◆ Aim of the task: Pick out all lines with the word "world" from the records that follow.

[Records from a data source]
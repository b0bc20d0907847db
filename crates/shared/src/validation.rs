//! Common validation utilities.

use validator::ValidationError;

/// Maximum length of a stored file name.
pub const MAX_FILE_NAME_LENGTH: usize = 255;

/// Required extension for uploaded and enriched files.
pub const CSV_EXTENSION: &str = ".csv";

/// Validates that a file name ends with the CSV extension and fits the
/// catalog's name column.
pub fn validate_csv_name(name: &str) -> Result<(), ValidationError> {
    if name.len() > MAX_FILE_NAME_LENGTH {
        let mut err = ValidationError::new("file_name_length");
        err.message = Some(
            format!("File name must be at most {MAX_FILE_NAME_LENGTH} characters").into(),
        );
        return Err(err);
    }

    // Require a non-empty stem, not just the extension
    if !name.ends_with(CSV_EXTENSION) || name.len() == CSV_EXTENSION.len() {
        let mut err = ValidationError::new("csv_extension");
        err.message = Some("File name must end with .csv".into());
        return Err(err);
    }

    Ok(())
}

/// Validates that an endpoint URL uses the http or https scheme.
///
/// Shape validation (host, syntax) is handled by `validator`'s `url` rule;
/// this only rejects non-web schemes such as `file://` or `ftp://`.
pub fn validate_http_url(url: &str) -> Result<(), ValidationError> {
    if url.starts_with("http://") || url.starts_with("https://") {
        Ok(())
    } else {
        let mut err = ValidationError::new("url_scheme");
        err.message = Some("API endpoint must be an http or https URL".into());
        Err(err)
    }
}
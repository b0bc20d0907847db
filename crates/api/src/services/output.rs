//! Output writer: spools joined rows, then atomically promotes the final CSV.
//!
//! Rows are appended before the final header is known (the union of columns
//! grows while rows are still being merged), so they are spooled as JSON
//! lines first and rendered to CSV at finalize time. The rendered file is
//! written next to its final location and renamed into place, so a partially
//! written output is never visible; dropping the writer without finalizing
//! removes every temporary artifact.

use std::fs::{self, File};
use std::io::{BufRead, BufReader, BufWriter, Write};
use std::path::{Path, PathBuf};

use thiserror::Error;
use uuid::Uuid;

use super::tabular::Row;

/// Errors raised while writing the enriched output.
#[derive(Debug, Error)]
pub enum OutputError {
    #[error("failed to write output file: {0}")]
    Io(#[from] std::io::Error),

    #[error("failed to encode spooled row: {0}")]
    Encode(#[from] serde_json::Error),

    #[error("failed to render output CSV: {0}")]
    Csv(#[from] csv::Error),
}

/// A successfully promoted output file.
#[derive(Debug)]
pub struct PromotedFile {
    /// File name within the data directory.
    pub storage_name: String,
    pub file_size: u64,
    pub rows: usize,
}

/// Buffering writer for one enrichment job's output.
pub struct OutputWriter {
    storage_name: String,
    final_path: PathBuf,
    spool_path: PathBuf,
    csv_tmp_path: PathBuf,
    spool: BufWriter<File>,
    rows: usize,
    finalized: bool,
}

impl OutputWriter {
    /// Create a writer whose output will live in `data_dir` under a fresh
    /// storage name.
    pub fn create(data_dir: &Path) -> Result<Self, OutputError> {
        let id = Uuid::new_v4();
        let storage_name = format!("{id}.csv");
        let final_path = data_dir.join(&storage_name);
        let spool_path = data_dir.join(format!(".{id}.spool"));
        let csv_tmp_path = data_dir.join(format!(".{id}.csv.tmp"));

        let spool = BufWriter::new(File::create(&spool_path)?);

        Ok(Self {
            storage_name,
            final_path,
            spool_path,
            csv_tmp_path,
            spool,
            rows: 0,
            finalized: false,
        })
    }

    /// Append one joined row to the spool.
    pub fn append(&mut self, row: &Row) -> Result<(), OutputError> {
        let line = serde_json::to_string(row)?;
        writeln!(self.spool, "{line}")?;
        self.rows += 1;
        Ok(())
    }

    /// Render the spool to CSV under `header` and atomically promote it.
    ///
    /// Cells for columns a row never received are written empty, keeping
    /// every row's field count equal to the header's.
    pub fn finalize(mut self, header: &[String]) -> Result<PromotedFile, OutputError> {
        self.spool.flush()?;

        let reader = BufReader::new(File::open(&self.spool_path)?);
        let mut writer = csv::Writer::from_path(&self.csv_tmp_path)?;
        writer.write_record(header)?;

        for line in reader.lines() {
            let line = line?;
            if line.is_empty() {
                continue;
            }
            let row: Row = serde_json::from_str(&line)?;
            writer.write_record(
                header
                    .iter()
                    .map(|column| row.get(column).map(String::as_str).unwrap_or("")),
            )?;
        }
        writer.flush()?;
        drop(writer);

        let file_size = fs::metadata(&self.csv_tmp_path)?.len();
        fs::rename(&self.csv_tmp_path, &self.final_path)?;
        self.finalized = true;
        let _ = fs::remove_file(&self.spool_path);

        Ok(PromotedFile {
            storage_name: self.storage_name.clone(),
            file_size,
            rows: self.rows,
        })
    }

    /// Abandon the output, removing every temporary artifact.
    pub fn discard(self) {
        // Drop does the cleanup
    }
}

impl Drop for OutputWriter {
    fn drop(&mut self) {
        if !self.finalized {
            let _ = fs::remove_file(&self.spool_path);
            let _ = fs::remove_file(&self.csv_tmp_path);
        }
    }
}

#[cfg(test)]
mod tests {
    use super::*;
    use std::collections::HashMap;
    use tempfile::TempDir;

    fn row(pairs: &[(&str, &str)]) -> Row {
        pairs
            .iter()
            .map(|(k, v)| (k.to_string(), v.to_string()))
            .collect::<HashMap<_, _>>()
    }

    fn visible_files(dir: &TempDir) -> Vec<String> {
        let mut names: Vec<String> = fs::read_dir(dir.path())
            .unwrap()
            .map(|e| e.unwrap().file_name().to_string_lossy().to_string())
            .filter(|name| !name.starts_with('.'))
            .collect();
        names.sort();
        names
    }

    #[test]
    fn test_finalize_writes_header_and_rows_in_order() {
        let dir = TempDir::new().unwrap();
        let mut writer = OutputWriter::create(dir.path()).unwrap();

        writer.append(&row(&[("id", "1"), ("name", "Alice")])).unwrap();
        writer.append(&row(&[("id", "2"), ("name", "Bob")])).unwrap();

        let header = vec!["id".to_string(), "name".to_string()];
        let promoted = writer.finalize(&header).unwrap();

        let content = fs::read_to_string(dir.path().join(&promoted.storage_name)).unwrap();
        assert_eq!(content, "id,name\n1,Alice\n2,Bob\n");
        assert_eq!(promoted.rows, 2);
        assert_eq!(promoted.file_size, content.len() as u64);
    }

    #[test]
    fn test_missing_columns_become_empty_cells() {
        let dir = TempDir::new().unwrap();
        let mut writer = OutputWriter::create(dir.path()).unwrap();

        writer
            .append(&row(&[("id", "1"), ("email", "a@x.com")]))
            .unwrap();
        writer.append(&row(&[("id", "2")])).unwrap();

        let header = vec!["id".to_string(), "email".to_string()];
        let promoted = writer.finalize(&header).unwrap();

        let content = fs::read_to_string(dir.path().join(&promoted.storage_name)).unwrap();
        assert_eq!(content, "id,email\n1,a@x.com\n2,\n");
    }

    #[test]
    fn test_fields_are_quote_escaped() {
        let dir = TempDir::new().unwrap();
        let mut writer = OutputWriter::create(dir.path()).unwrap();

        writer
            .append(&row(&[("id", "1"), ("note", "hello, \"world\"")]))
            .unwrap();

        let header = vec!["id".to_string(), "note".to_string()];
        let promoted = writer.finalize(&header).unwrap();

        let content = fs::read_to_string(dir.path().join(&promoted.storage_name)).unwrap();
        assert_eq!(content, "id,note\n1,\"hello, \"\"world\"\"\"\n");
    }

    #[test]
    fn test_discard_leaves_no_trace() {
        let dir = TempDir::new().unwrap();
        let mut writer = OutputWriter::create(dir.path()).unwrap();
        writer.append(&row(&[("id", "1")])).unwrap();

        writer.discard();
        assert!(visible_files(&dir).is_empty());
        assert_eq!(fs::read_dir(dir.path()).unwrap().count(), 0);
    }

    #[test]
    fn test_drop_without_finalize_cleans_up() {
        let dir = TempDir::new().unwrap();
        {
            let mut writer = OutputWriter::create(dir.path()).unwrap();
            writer.append(&row(&[("id", "1")])).unwrap();
        }
        assert_eq!(fs::read_dir(dir.path()).unwrap().count(), 0);
    }

    #[test]
    fn test_only_final_file_visible_after_finalize() {
        let dir = TempDir::new().unwrap();
        let mut writer = OutputWriter::create(dir.path()).unwrap();
        writer.append(&row(&[("id", "1")])).unwrap();

        let promoted = writer.finalize(&[String::from("id")]).unwrap();

        assert_eq!(visible_files(&dir), vec![promoted.storage_name.clone()]);
        assert_eq!(fs::read_dir(dir.path()).unwrap().count(), 1);
    }
}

◆ Reply to the task:
            .append(&row(&[("id", "1"), ("note", "hello, \"world\"")]))
        assert_eq!(content, "id,note\n1,\"hello, \"\"world\"\"\"\n");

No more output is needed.